Taner Karabal’ın “Sivas Güzel Bir Şehir Amaaaa…” isimli köşe yazısı;
“Sivas Güzel Bir Şehir Amaaaa…”
“Sivas güzel bir şehir. Yaşanabilecek bir şehir. Görmeyen, tanımayan insanlar Sivas´ı gördükten sonra Sivas´ı seviyor. Ön yargılıysa da şehri tanıdıktan sonra bu önyargılarından kurtuluyor. Amaaa…” Bu sözler Sivaslı olmayan özel bir işletmenin idarecisine ait. Aynı kişi “nedense Sivas bir türlü kabuğunu kıramıyor. Mesela sosyal hayat bu şehirde sıfır” diye de ekliyor. Aslına bakarsanız bu söylenenlerin hepsi doğru. Sivaslılar olarak bir kabullenmişliğimiz, bir sinmişliğimiz var. Bizden bir şey olmaz der gibi garip bir halimiz var. Çevremizdeki iller bilmiyorum bana mı öyle geliyor aldı başını gidiyor. Bir Malatya, bir Elazığ göze batan şehir oldular. Şimdi bu sözlerime bazılarımız kızabilir. “O kadar da değil!” diyebilir.

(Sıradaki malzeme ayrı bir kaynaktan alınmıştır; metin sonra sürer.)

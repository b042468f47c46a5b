// src/log.rs
//
// Library code logs through `tracing`; the short macros below keep call
// sites compact. Installing a subscriber is the binary's job (`init`).

/// Info-level logging
#[macro_export]
macro_rules! logf {
    ($($arg:tt)*) => {
        ::tracing::info!($($arg)*)
    };
}

/// Debug-level logging
#[macro_export]
macro_rules! logd {
    ($($arg:tt)*) => {
        ::tracing::debug!($($arg)*)
    };
}

/// Map `-v` repetitions to a default filter directive for this crate.
pub fn level_for(verbosity: u8) -> &'static str {
    match verbosity {
        0 => "credstats=warn",
        1 => "credstats=info",
        2 => "credstats=debug",
        _ => "credstats=trace",
    }
}

/// Install a stderr fmt subscriber. `RUST_LOG` wins over `verbosity`.
/// Calling it twice is harmless; the second call is ignored.
#[cfg(feature = "cli")]
pub fn init(verbosity: u8) {
    use tracing_subscriber::{fmt, prelude::*, EnvFilter};

    let filter = EnvFilter::try_from_default_env()
        .unwrap_or_else(|_| EnvFilter::new(level_for(verbosity)));

    let _ = tracing_subscriber::registry()
        .with(filter)
        .with(fmt::layer().with_writer(std::io::stderr).with_target(false))
        .try_init();
}
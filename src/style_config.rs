use std::fmt;

use anyhow::{Result, anyhow};
use colorsys::Rgb;
use log::{debug, info, warn};
use serde::{Deserialize, Serialize};

pub const DEFAULT_STROKE_WIDTH: f32 = 1.0;
pub const DEFAULT_STROKE_COLOUR: Colour = Colour::WHITE;

/// Blue, green, magenta, black, cyan, grey
pub const PALETTE: [Colour; 6] = [
    Colour::new(0x00, 0x00, 0xff),
    Colour::new(0x00, 0xff, 0x00),
    Colour::new(0xff, 0x00, 0xff),
    Colour::new(0x00, 0x00, 0x00),
    Colour::new(0x00, 0xff, 0xff),
    Colour::new(0x88, 0x88, 0x88),
];

/// Opaque 8-bit RGB colour.
#[derive(Debug, Clone, Copy, PartialEq, Eq)]
pub struct Colour {
    pub r: u8,
    pub g: u8,
    pub b: u8,
}

impl Colour {
    pub const WHITE: Colour = Colour::new(0xff, 0xff, 0xff);

    pub const fn new(r: u8, g: u8, b: u8) -> Self {
        Colour { r, g, b }
    }

    pub fn from_hex_str(hex: &str) -> Result<Self> {
        let rgb = Rgb::from_hex_str(hex)
            .map_err(|e| anyhow!("Invalid colour \"{}\": {:?}", hex, e))?;
        let [r, g, b]: [u8; 3] = rgb.into();
        Ok(Colour { r, g, b })
    }
}

impl fmt::Display for Colour {
    fn fmt(&self, f: &mut fmt::Formatter<'_>) -> fmt::Result {
        write!(f, "#{:02x}{:02x}{:02x}", self.r, self.g, self.b)
    }
}

/// How each ring gets its colour.
#[derive(Serialize, Deserialize, Debug, Clone, Copy, PartialEq, Eq, Default, clap::ValueEnum)]
#[serde(rename_all = "camelCase")]
pub enum ColourMode {
    /// A fully random colour for every ring
    #[default]
    Random,
    /// A random pick from the fixed palette
    Palette,
    /// Every ring uses the configured stroke colour
    Stroke,
}

/// Raw attributes as they appear in a style file. Keys not listed here are ignored.
#[derive(Serialize, Deserialize, Debug, Default, Clone)]
#[serde(rename_all = "camelCase")]
pub struct StyleAttributes {
    pub stroke_width: Option<f32>,
    pub stroke_color: Option<String>,
    pub colour_mode: Option<ColourMode>,
}

impl StyleAttributes {
    pub fn parse(text: &str) -> Result<Self> {
        serde_json::from_str::<StyleAttributes>(text)
            .map_err(|e| anyhow!("Failed to parse style attributes: {}", e))
    }

    /// Values set in `other` win.
    pub fn merge(self, other: StyleAttributes) -> StyleAttributes {
        StyleAttributes {
            stroke_width: other.stroke_width.or(self.stroke_width),
            stroke_color: other.stroke_color.or(self.stroke_color),
            colour_mode: other.colour_mode.or(self.colour_mode),
        }
    }
}

#[derive(Debug, Clone, PartialEq)]
pub struct StyleConfig {
    stroke_width: f32,
    stroke_colour: Colour,
    colour_mode: ColourMode,
}

impl Default for StyleConfig {
    fn default() -> Self {
        StyleConfig {
            stroke_width: DEFAULT_STROKE_WIDTH,
            stroke_colour: DEFAULT_STROKE_COLOUR,
            colour_mode: ColourMode::default(),
        }
    }
}

impl StyleConfig {
    pub fn from_attributes(attributes: &StyleAttributes) -> Result<Self> {
        let stroke_width = attributes.stroke_width.unwrap_or(DEFAULT_STROKE_WIDTH);
        if !stroke_width.is_finite() || stroke_width < 0. {
            return Err(anyhow!(
                "Stroke width must be a finite number >= 0, got {}",
                stroke_width
            ));
        }

        let stroke_colour = match &attributes.stroke_color {
            Some(hex) => Colour::from_hex_str(hex)?,
            None => DEFAULT_STROKE_COLOUR,
        };

        Ok(StyleConfig {
            stroke_width,
            stroke_colour,
            colour_mode: attributes.colour_mode.unwrap_or_default(),
        })
    }

    pub fn stroke_width(&self) -> f32 {
        self.stroke_width
    }

    pub fn stroke_colour(&self) -> Colour {
        self.stroke_colour
    }

    pub fn colour_mode(&self) -> ColourMode {
        self.colour_mode
    }
}

/// Read style attributes from a JSON file. A missing file is not an error; the
/// defaults apply.
pub fn load_attributes_from_file(style_file_path: &str) -> Result<StyleAttributes> {
    match std::fs::read_to_string(style_file_path) {
        Err(e) if e.kind() == std::io::ErrorKind::NotFound => {
            warn!(
                "Style file not found at {}, will use defaults",
                &style_file_path
            );
            Ok(StyleAttributes::default())
        }
        Err(e) => Err(anyhow!(
            "Failed to read style file \"{}\": {}",
            style_file_path,
            e
        )),
        Ok(s) => {
            info!("Loaded style attributes from \"{}\"", style_file_path);
            let attributes = StyleAttributes::parse(&s)?;
            debug!("Style attributes from file: {:?}", &attributes);
            Ok(attributes)
        }
    }
}

#[cfg(test)]
mod tests {
    use super::*;

    #[test]
    fn defaults_when_no_attributes_given() {
        let style = StyleConfig::from_attributes(&StyleAttributes::default()).unwrap();
        assert_eq!(style.stroke_width(), 1.0);
        assert_eq!(style.stroke_colour(), Colour::WHITE);
        assert_eq!(style.colour_mode(), ColourMode::Random);
        assert_eq!(style, StyleConfig::default());
    }

    #[test]
    fn unrecognised_attributes_are_ignored() {
        let attributes = StyleAttributes::parse(
            r##"{ "strokeWidth": 4.5, "strokeColor": "#ff8000", "background": "pink" }"##,
        )
        .unwrap();
        let style = StyleConfig::from_attributes(&attributes).unwrap();
        assert_eq!(style.stroke_width(), 4.5);
        assert_eq!(style.stroke_colour(), Colour::new(0xff, 0x80, 0x00));
    }

    #[test]
    fn colour_mode_is_camel_case() {
        let attributes = StyleAttributes::parse(r#"{ "colourMode": "palette" }"#).unwrap();
        assert_eq!(attributes.colour_mode, Some(ColourMode::Palette));
    }

    #[test]
    fn rejects_negative_or_nan_stroke_width() {
        for bad in [-1.0, f32::NAN, f32::INFINITY] {
            let attributes = StyleAttributes {
                stroke_width: Some(bad),
                ..Default::default()
            };
            assert!(StyleConfig::from_attributes(&attributes).is_err());
        }
    }

    #[test]
    fn rejects_bad_colour() {
        let attributes = StyleAttributes {
            stroke_color: Some("not a colour".into()),
            ..Default::default()
        };
        assert!(StyleConfig::from_attributes(&attributes).is_err());
    }

    #[test]
    fn later_attributes_override_earlier_ones() {
        let file = StyleAttributes {
            stroke_width: Some(2.0),
            stroke_color: Some("#000000".into()),
            colour_mode: None,
        };
        let cli = StyleAttributes {
            stroke_width: Some(8.0),
            stroke_color: None,
            colour_mode: Some(ColourMode::Stroke),
        };
        let merged = file.merge(cli);
        assert_eq!(merged.stroke_width, Some(8.0));
        assert_eq!(merged.stroke_color.as_deref(), Some("#000000"));
        assert_eq!(merged.colour_mode, Some(ColourMode::Stroke));
    }

    #[test]
    fn missing_file_falls_back_to_defaults() {
        let attributes = load_attributes_from_file("./definitely/not/here.json").unwrap();
        assert!(attributes.stroke_width.is_none());
        assert!(attributes.stroke_color.is_none());
    }

    #[test]
    fn colour_displays_as_hex() {
        assert_eq!(Colour::new(0x12, 0xab, 0x00).to_string(), "#12ab00");
    }
}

Ama sanırım benim bu düşünceme çoğunuz hak veriyorsunuz…
Bir hastane yaptık. Sivas´ın ihtiyacını uzun yıllar burası karşılar dedik. Bütün bağlı hastaneleri tek binada topladık. Ama geldiğimiz nokta itibariyle bugün şehrin başka bir noktasına benzer bir yatırımın elzem olduğunu söylüyoruz. Anlamadığım bu planlamalar, projeler yapılırken “yarını hesap etmeden, plansız, programsız mı, çalışıldı?” ve tuhaf olan bütün bunlara işi bildiğini iddia eden kişi ya da kesimler bütün bir sağlık yatırımının tek bir alanda tek bir merkezde toplanmasının doğruluğunu, yanlışlığını tartışmaya açmadı. Gerçi diyeceksiniz ki, konuştukta ne oluyor, kim dinliyor? Diyeceksiniz. Buna en canlı örnek 27 Haziran Parkının bitişiğindeki yıktığımız Numune Hastanesini örnek göstereceksiniz. Alel acele o binayı yıkmak kime, ne kazandırdı? Söylemek istediğim şehrimiz maalesef ortak tavır alma ve tavır koyma noktasında çok zayıf. Birileri fikrini söyleyip, konuştuğu zaman hemen o meşhur hastalığımız ortaya çıkıyor. “Kulp takma hastalığı- şucu, bucu ilan etme hastalığı.” Temennim bundan sonra şehrimizle ilgili konularda en azından yükü sadece birilerinin omuzlarına yıkmayalım. Paylaşalım. Bu sadece siyasilerin işi de değil. Sivil insanlar da bu konuda sorumluluk almalı. Bugün dünyada en büyük güç, sivil inisiyatif gücü. İnsanlar bir araya gelince gerçek güç oluyor. Gerçi biz bunu hiçbir zaman beceremedik bu birlikteliği. İstanbul gibi bir metropolde nüfus olarak üstünlüğünüz olacak ama yönetimde yeterli güce ve etkinliğe sahip olmayacaksınız. Bu bile bence konuşulması, tartışılması gereken bir konu. Sorun bizde yani. Ne diyelim inşallah daha güzel olur…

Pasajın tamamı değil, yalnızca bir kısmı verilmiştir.